Dee Dee Bridgewater:
From the Heart
Written by: Rayannah Kroeker
Music knows no real boundaries, only those imposed by genre and convention. When you follow inspiration rather than expectation, you’re free to create in a genuine and unlimited way. At least that is how singer Dee Dee Bridgewater seems to approach it. From Broadway tunes to Mali’s folk songs, music is her idiom and the world her theatre.
Born in Memphis Tennessee, Dee Dee was surrounded by music at an early age. The voice of Ella Fitzgerald ushered her into jazz (one of her most successful recordings is Dear Ella), and as young as sixteen she was fronting a rhythm-and-blues trio in Memphis night clubs. Though music was her focus early on, it was only upon moving to New York that she came into focus on the international music scene. She joined the Thad Jones and Mel Lewis Jazz Orchestra in the early 1970s, and through New York’s jazz circuit, met and worked with such jazz greats as Sonny Rollins, Dizzy Gillespie, Dexter Gordon and Max Roach among others. In 1974, she recorded her first album Afro-Blue and performed at the renowned Monterey Jazz Festival.
Having just established such an impressive jazz career, Dee Dee leapt into the world of musical theatre in 1974, wowing audiences in the role of Glinda in The Wiz, and winning Broadway’s prestigious Tony Award for Best Actress. Over the next decade, she took on a variety of roles in stage shows, including Billie Holiday in Lady Day which earned her a nomination for Britain’s Laurence Olivier Award. By the early 1990s, she was again devoting herself to jazz, producing an impressive string of recordings, including Love and Peace: A Tribute to Horace Silver, Prelude to a Kiss: The Duke Ellington Album, and her double Grammy award-winning album, Dear Ella.

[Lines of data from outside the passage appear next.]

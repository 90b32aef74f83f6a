//! PostgreSQL store tests
//!
//! Need a disposable database; every test truncates the tables:
//! `DATABASE_URL=... cargo test --test integration_postgres -- --ignored --test-threads=1`

use std::sync::Arc;

use chrono::Utc;
use rust_decimal_macros::dec;
use sqlx::postgres::PgPoolOptions;
use sqlx::PgPool;

use banking_admin::db;
use banking_admin::domain::{AccountDraft, AccountType, Amount, CustomerDraft};
use banking_admin::store::{
    AccountFilter, AccountStore, CustomerFilter, CustomerStore, Debit, PgStore, StoreError,
};
use banking_admin::AppState;

/// Migrate and empty the tables
async fn setup_test_db() -> PgPool {
    dotenvy::dotenv().ok();
    let database_url = std::env::var("DATABASE_URL").expect("DATABASE_URL must be set for tests");

    let pool = PgPoolOptions::new()
        .max_connections(5)
        .connect(&database_url)
        .await
        .expect("Failed to connect to DB");

    db::run_migrations(&pool).await.expect("Failed to migrate");
    assert!(db::check_schema(&pool).await.unwrap());

    sqlx::query("TRUNCATE TABLE accounts, customers, users RESTART IDENTITY CASCADE")
        .execute(&pool)
        .await
        .expect("Failed to clean up DB");

    pool
}

fn draft(email: &str) -> CustomerDraft {
    CustomerDraft::new("Ann Lee", email, "+1-555", "10 Main St, City, ST 00000")
}

async fn customer_with_account(store: &PgStore, balance: rust_decimal::Decimal) -> i64 {
    let customer = store.insert_customer(&draft("ann@x.com"), Utc::now()).await.unwrap();
    let account = AccountDraft::new("Ann Lee", balance, AccountType::Savings, customer.customer_id)
        .unwrap()
        .into_account("ACC000001".to_string(), Utc::now());
    store.insert_account(&account).await.unwrap().unwrap();
    customer.customer_id
}

#[tokio::test]
#[ignore]
async fn test_duplicate_email_and_account_collision() {
    let store = PgStore::new(setup_test_db().await);
    let customer_id = customer_with_account(&store, dec!(10)).await;

    let err = store.insert_customer(&draft("ann@x.com"), Utc::now()).await.unwrap_err();
    assert!(matches!(err, StoreError::DuplicateEmail(_)));

    let clash = AccountDraft::new("Ann Lee", dec!(1), AccountType::Current, customer_id)
        .unwrap()
        .into_account("ACC000001".to_string(), Utc::now());
    assert!(store.insert_account(&clash).await.unwrap().is_none());

    let orphan = AccountDraft::new("Ghost", dec!(1), AccountType::Current, 4242)
        .unwrap()
        .into_account("ACC000002".to_string(), Utc::now());
    assert!(matches!(
        store.insert_account(&orphan).await,
        Err(StoreError::MissingCustomer(4242))
    ));
}

#[tokio::test]
#[ignore]
async fn test_conditional_debit() {
    let store = PgStore::new(setup_test_db().await);
    customer_with_account(&store, dec!(100.00)).await;
    let amount = |v| Amount::new(v).unwrap();

    let outcome = store.debit_account("ACC000001", amount(dec!(150)), Utc::now()).await.unwrap();
    assert!(matches!(outcome, Debit::Insufficient(ref a) if a.account_balance.value() == dec!(100)));

    let credited = store
        .credit_account("ACC000001", amount(dec!(50)), Utc::now())
        .await
        .unwrap()
        .unwrap();
    assert_eq!(credited.account_balance.to_string(), "150.00");

    let outcome = store.debit_account("ACC000001", amount(dec!(150)), Utc::now()).await.unwrap();
    assert!(matches!(outcome, Debit::Applied(ref a) if a.account_balance.value() == dec!(0)));

    let outcome = store.debit_account("ACC404404", amount(dec!(1)), Utc::now()).await.unwrap();
    assert!(matches!(outcome, Debit::NotFound));
}

#[tokio::test]
#[ignore]
async fn test_concurrent_withdrawals_never_overdraw() {
    let store = Arc::new(PgStore::new(setup_test_db().await));
    customer_with_account(&store, dec!(100)).await;

    let mut tasks = Vec::new();
    for _ in 0..10 {
        let store = store.clone();
        tasks.push(tokio::spawn(async move {
            store
                .debit_account("ACC000001", Amount::new(dec!(30)).unwrap(), Utc::now())
                .await
                .unwrap()
        }));
    }

    let mut applied = 0;
    for task in tasks {
        if matches!(task.await.unwrap(), Debit::Applied(_)) {
            applied += 1;
        }
    }

    assert_eq!(applied, 3);
    let account = store.find_account("ACC000001").await.unwrap().unwrap();
    assert_eq!(account.account_balance.value(), dec!(10));
}

#[tokio::test]
#[ignore]
async fn test_customer_delete_restricted_by_accounts() {
    let store = PgStore::new(setup_test_db().await);
    let customer_id = customer_with_account(&store, dec!(1)).await;

    assert!(matches!(
        store.delete_customer(customer_id).await,
        Err(StoreError::CustomerInUse(_))
    ));

    assert!(store.delete_account("ACC000001").await.unwrap());
    assert!(store.delete_customer(customer_id).await.unwrap());
    assert!(!store.delete_customer(customer_id).await.unwrap());
}

#[tokio::test]
#[ignore]
async fn test_legacy_saving_literal_is_read_as_savings() {
    let pool = setup_test_db().await;
    let store = PgStore::new(pool.clone());
    let customer = store.insert_customer(&draft("ann@x.com"), Utc::now()).await.unwrap();

    sqlx::query(
        r#"
        INSERT INTO accounts (account_no, account_holder_name, account_balance, account_type, customer_id)
        VALUES ('ACC000001', 'Ann Lee', 12.50, 'SAVING', $1)
        "#,
    )
    .bind(customer.customer_id)
    .execute(&pool)
    .await
    .unwrap();

    let account = store.find_account("ACC000001").await.unwrap().unwrap();
    assert_eq!(account.account_type, AccountType::Savings);

    let savings = store
        .list_accounts(AccountFilter::Type(AccountType::Savings))
        .await
        .unwrap();
    assert_eq!(savings.len(), 1);
    assert_eq!(store.count_accounts(Some(AccountType::Savings)).await.unwrap(), 1);
    assert_eq!(store.total_balance(Some(AccountType::Savings)).await.unwrap(), dec!(12.50));

    let with_accounts = store.list_customers(CustomerFilter::WithAccounts).await.unwrap();
    assert_eq!(with_accounts.len(), 1);
}

#[tokio::test]
#[ignore]
async fn test_seeding_against_postgres() {
    let pool = setup_test_db().await;
    let state = AppState::new(Arc::new(PgStore::new(pool)), "pg-secret", 1);

    db::seed_users(&state.auth).await.unwrap();
    assert!(db::seed_sample_data(&state.customers, &state.accounts).await.unwrap());

    assert_eq!(state.accounts.count().await.unwrap(), 8);
    assert_eq!(state.accounts.total_balance().await.unwrap(), dec!(95451.50));
    assert!(state.auth.login("admin", "password").await.is_ok());
}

Dee Dee’s more recent projects reach out to new influences. Her 2005 album J’ai deux amours showcases French love songs. Paris was a second home for Dee Dee, where she says she grew as a woman and an artist. Her most recent album takes her into the music of Africa. For her, Red Earth: A Malian Journey is about “embracing my ‘self,’ finding my ‘roots,’ seeking out my heritage.”
Whether as a shining Glinda or a sultry opposite to Ray Charles in “Precious Thing,” Dee Dee Bridgewater delivers each story with a stunning sincerity. Every note she shares with her audience is full of intent and experience, an offering from the heart. With the Winnipeg Symphony Orchestra behind her, her performance at this year’s Groove-FM Jazz Winnipeg Festival will leave us all filled up but wishing for more.